Exercise brief - Starting from the first line, set down the entire listing exactly.

Information shown -

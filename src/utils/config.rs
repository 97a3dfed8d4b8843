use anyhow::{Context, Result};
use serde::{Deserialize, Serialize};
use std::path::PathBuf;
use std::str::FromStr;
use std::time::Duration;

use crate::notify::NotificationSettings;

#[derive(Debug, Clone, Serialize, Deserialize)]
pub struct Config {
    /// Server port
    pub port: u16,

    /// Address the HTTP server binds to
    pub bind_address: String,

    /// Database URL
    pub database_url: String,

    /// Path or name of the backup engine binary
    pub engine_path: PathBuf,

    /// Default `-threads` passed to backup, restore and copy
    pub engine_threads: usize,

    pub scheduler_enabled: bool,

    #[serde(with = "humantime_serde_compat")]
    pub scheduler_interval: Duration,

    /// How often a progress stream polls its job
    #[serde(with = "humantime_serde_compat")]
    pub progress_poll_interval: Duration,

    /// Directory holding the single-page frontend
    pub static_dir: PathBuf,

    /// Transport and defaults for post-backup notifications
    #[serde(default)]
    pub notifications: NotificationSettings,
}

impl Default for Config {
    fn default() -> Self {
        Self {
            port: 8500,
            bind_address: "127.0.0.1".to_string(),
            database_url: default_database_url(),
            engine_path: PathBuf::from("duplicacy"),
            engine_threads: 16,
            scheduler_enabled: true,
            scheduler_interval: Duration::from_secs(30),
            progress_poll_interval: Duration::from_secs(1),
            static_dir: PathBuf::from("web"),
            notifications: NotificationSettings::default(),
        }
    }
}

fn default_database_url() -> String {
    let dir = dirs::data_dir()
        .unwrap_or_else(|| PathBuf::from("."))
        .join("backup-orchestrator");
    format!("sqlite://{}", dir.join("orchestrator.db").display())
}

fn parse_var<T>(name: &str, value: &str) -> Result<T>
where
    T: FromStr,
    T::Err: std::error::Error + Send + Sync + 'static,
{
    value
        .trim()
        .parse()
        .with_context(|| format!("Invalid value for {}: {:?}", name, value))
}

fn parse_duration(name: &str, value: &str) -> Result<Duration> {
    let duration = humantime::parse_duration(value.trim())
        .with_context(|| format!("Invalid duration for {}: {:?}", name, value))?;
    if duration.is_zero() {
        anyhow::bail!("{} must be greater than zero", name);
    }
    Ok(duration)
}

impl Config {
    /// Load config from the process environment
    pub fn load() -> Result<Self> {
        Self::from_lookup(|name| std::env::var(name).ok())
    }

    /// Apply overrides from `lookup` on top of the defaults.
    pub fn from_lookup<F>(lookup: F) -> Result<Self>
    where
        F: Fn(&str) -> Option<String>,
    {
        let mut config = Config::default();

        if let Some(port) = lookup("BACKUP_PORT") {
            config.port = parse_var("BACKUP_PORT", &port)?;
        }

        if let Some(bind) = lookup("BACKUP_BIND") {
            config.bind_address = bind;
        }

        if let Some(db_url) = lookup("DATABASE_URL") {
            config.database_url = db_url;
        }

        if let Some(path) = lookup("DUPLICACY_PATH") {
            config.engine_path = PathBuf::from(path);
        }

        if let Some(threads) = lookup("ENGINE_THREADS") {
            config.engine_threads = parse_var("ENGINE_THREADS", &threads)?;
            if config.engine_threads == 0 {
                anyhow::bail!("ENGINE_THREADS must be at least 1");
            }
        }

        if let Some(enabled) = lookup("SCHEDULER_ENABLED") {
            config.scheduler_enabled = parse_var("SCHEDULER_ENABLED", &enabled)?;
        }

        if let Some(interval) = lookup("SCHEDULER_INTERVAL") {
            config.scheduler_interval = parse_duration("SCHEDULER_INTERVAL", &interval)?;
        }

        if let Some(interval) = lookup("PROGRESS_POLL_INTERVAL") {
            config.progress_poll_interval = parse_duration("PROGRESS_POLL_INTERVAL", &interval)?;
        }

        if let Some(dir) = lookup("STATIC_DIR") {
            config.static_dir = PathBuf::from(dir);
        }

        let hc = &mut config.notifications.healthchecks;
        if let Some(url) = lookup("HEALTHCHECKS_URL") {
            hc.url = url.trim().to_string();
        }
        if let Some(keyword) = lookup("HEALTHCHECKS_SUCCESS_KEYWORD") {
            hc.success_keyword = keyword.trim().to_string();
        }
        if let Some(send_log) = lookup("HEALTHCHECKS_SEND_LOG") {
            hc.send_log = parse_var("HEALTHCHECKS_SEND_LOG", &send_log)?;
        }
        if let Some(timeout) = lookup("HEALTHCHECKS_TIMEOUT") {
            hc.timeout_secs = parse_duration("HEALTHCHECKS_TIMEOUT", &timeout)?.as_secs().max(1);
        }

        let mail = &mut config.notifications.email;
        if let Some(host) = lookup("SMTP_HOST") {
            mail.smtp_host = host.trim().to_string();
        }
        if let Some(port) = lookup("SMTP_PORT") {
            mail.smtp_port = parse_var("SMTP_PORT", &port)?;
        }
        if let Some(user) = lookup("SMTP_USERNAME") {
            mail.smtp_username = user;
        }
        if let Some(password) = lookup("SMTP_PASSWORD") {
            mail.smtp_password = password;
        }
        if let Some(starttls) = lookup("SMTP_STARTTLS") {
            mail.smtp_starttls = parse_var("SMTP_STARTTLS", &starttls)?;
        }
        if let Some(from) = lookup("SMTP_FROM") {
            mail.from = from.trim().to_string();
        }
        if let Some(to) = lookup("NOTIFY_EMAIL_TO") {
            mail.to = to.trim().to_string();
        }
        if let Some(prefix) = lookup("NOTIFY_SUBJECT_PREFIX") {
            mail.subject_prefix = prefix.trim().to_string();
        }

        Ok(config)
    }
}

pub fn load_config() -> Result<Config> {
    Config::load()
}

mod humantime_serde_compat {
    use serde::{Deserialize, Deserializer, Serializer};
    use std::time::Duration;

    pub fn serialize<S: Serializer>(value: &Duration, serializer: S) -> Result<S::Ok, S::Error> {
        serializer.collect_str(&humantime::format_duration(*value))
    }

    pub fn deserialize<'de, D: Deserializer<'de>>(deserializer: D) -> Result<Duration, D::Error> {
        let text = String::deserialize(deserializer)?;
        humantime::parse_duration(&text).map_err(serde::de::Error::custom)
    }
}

Solution below -
filename src/utils/config.rs
repository 97a3dfed8d4b8843
use anyhow::{Context, Result};
use serde::{Deserialize, Serialize};
use std::path::PathBuf;
use std::str::FromStr;
use std::time::Duration;

use crate::notify::NotificationSettings;

#[derive(Debug, Clone, Serialize, Deserialize)]
pub struct Config {
    /// Server port
    pub port: u16,

    /// Address the HTTP server binds to
    pub bind_address: String,

    /// Database URL
    pub database_url: String,

    /// Path or name of the backup engine binary
    pub engine_path: PathBuf,

    /// Default `-threads` passed to backup, restore and copy
    pub engine_threads: usize,

    pub scheduler_enabled: bool,

    #[serde(with = "humantime_serde_compat")]
    pub scheduler_interval: Duration,

    /// How often a progress stream polls its job
    #[serde(with = "humantime_serde_compat")]
    pub progress_poll_interval: Duration,

    /// Directory holding the single-page frontend
    pub static_dir: PathBuf,

    /// Transport and defaults for post-backup notifications
    #[serde(default)]
    pub notifications: NotificationSettings,
}

impl Default for Config {
    fn default() -> Self {
        Self {
            port: 8500,
            bind_address: "127.0.0.1".to_string(),
            database_url: default_database_url(),
            engine_path: PathBuf::from("duplicacy"),
            engine_threads: 16,
            scheduler_enabled: true,
            scheduler_interval: Duration::from_secs(30),
            progress_poll_interval: Duration::from_secs(1),
            static_dir: PathBuf::from("web"),
            notifications: NotificationSettings::default(),
        }
    }
}

fn default_database_url() -> String {
    let dir = dirs::data_dir()
        .unwrap_or_else(|| PathBuf::from("."))
        .join("backup-orchestrator");
    format!("sqlite://{}", dir.join("orchestrator.db").display())
}

fn parse_var<T>(name: &str, value: &str) -> Result<T>
where
    T: FromStr,
    T::Err: std::error::Error + Send + Sync + 'static,
{
    value
        .trim()
        .parse()
        .with_context(|| format!("Invalid value for {}: {:?}", name, value))
}

fn parse_duration(name: &str, value: &str) -> Result<Duration> {
    let duration = humantime::parse_duration(value.trim())
        .with_context(|| format!("Invalid duration for {}: {:?}", name, value))?;
    if duration.is_zero() {
        anyhow::bail!("{} must be greater than zero", name);
    }
    Ok(duration)
}

impl Config {
    /// Load config from the process environment
    pub fn load() -> Result<Self> {
        Self::from_lookup(|name| std::env::var(name).ok())
    }

    /// Apply overrides from `lookup` on top of the defaults.
    pub fn from_lookup<F>(lookup: F) -> Result<Self>
    where
        F: Fn(&str) -> Option<String>,
    {
        let mut config = Config::default();

        if let Some(port) = lookup("BACKUP_PORT") {
            config.port = parse_var("BACKUP_PORT", &port)?;
        }

        if let Some(bind) = lookup("BACKUP_BIND") {
            config.bind_address = bind;
        }

        if let Some(db_url) = lookup("DATABASE_URL") {
            config.database_url = db_url;
        }

        if let Some(path) = lookup("DUPLICACY_PATH") {
            config.engine_path = PathBuf::from(path);
        }

        if let Some(threads) = lookup("ENGINE_THREADS") {
            config.engine_threads = parse_var("ENGINE_THREADS", &threads)?;
            if config.engine_threads == 0 {
                anyhow::bail!("ENGINE_THREADS must be at least 1");
            }
        }

        if let Some(enabled) = lookup("SCHEDULER_ENABLED") {
            config.scheduler_enabled = parse_var("SCHEDULER_ENABLED", &enabled)?;
        }

        if let Some(interval) = lookup("SCHEDULER_INTERVAL") {
            config.scheduler_interval = parse_duration("SCHEDULER_INTERVAL", &interval)?;
        }

        if let Some(interval) = lookup("PROGRESS_POLL_INTERVAL") {
            config.progress_poll_interval = parse_duration("PROGRESS_POLL_INTERVAL", &interval)?;
        }

        if let Some(dir) = lookup("STATIC_DIR") {
            config.static_dir = PathBuf::from(dir);
        }

        let hc = &mut config.notifications.healthchecks;
        if let Some(url) = lookup("HEALTHCHECKS_URL") {
            hc.url = url.trim().to_string();
        }
        if let Some(keyword) = lookup("HEALTHCHECKS_SUCCESS_KEYWORD") {
            hc.success_keyword = keyword.trim().to_string();
        }
        if let Some(send_log) = lookup("HEALTHCHECKS_SEND_LOG") {
            hc.send_log = parse_var("HEALTHCHECKS_SEND_LOG", &send_log)?;
        }
        if let Some(timeout) = lookup("HEALTHCHECKS_TIMEOUT") {
            hc.timeout_secs = parse_duration("HEALTHCHECKS_TIMEOUT", &timeout)?.as_secs().max(1);
        }

        let mail = &mut config.notifications.email;
        if let Some(host) = lookup("SMTP_HOST") {
            mail.smtp_host = host.trim().to_string();
        }
        if let Some(port) = lookup("SMTP_PORT") {
            mail.smtp_port = parse_var("SMTP_PORT", &port)?;
        }
        if let Some(user) = lookup("SMTP_USERNAME") {
            mail.smtp_username = user;
        }
        if let Some(password) = lookup("SMTP_PASSWORD") {
            mail.smtp_password = password;
        }
        if let Some(starttls) = lookup("SMTP_STARTTLS") {
            mail.smtp_starttls = parse_var("SMTP_STARTTLS", &starttls)?;
        }
        if let Some(from) = lookup("SMTP_FROM") {
            mail.from = from.trim().to_string();
        }
        if let Some(to) = lookup("NOTIFY_EMAIL_TO") {
            mail.to = to.trim().to_string();
        }
        if let Some(prefix) = lookup("NOTIFY_SUBJECT_PREFIX") {
            mail.subject_prefix = prefix.trim().to_string();
        }

        Ok(config)
    }
}

pub fn load_config() -> Result<Config> {
    Config::load()
}

mod humantime_serde_compat {
    use serde::{Deserialize, Deserializer, Serializer};
    use std::time::Duration;

    pub fn serialize<S: Serializer>(value: &Duration, serializer: S) -> Result<S::Ok, S::Error> {
        serializer.collect_str(&humantime::format_duration(*value))
    }

    pub fn deserialize<'de, D: Deserializer<'de>>(deserializer: D) -> Result<Duration, D::Error> {
        let text = String::deserialize(deserializer)?;
        humantime::parse_duration(&text).map_err(serde::de::Error::custom)
    }
}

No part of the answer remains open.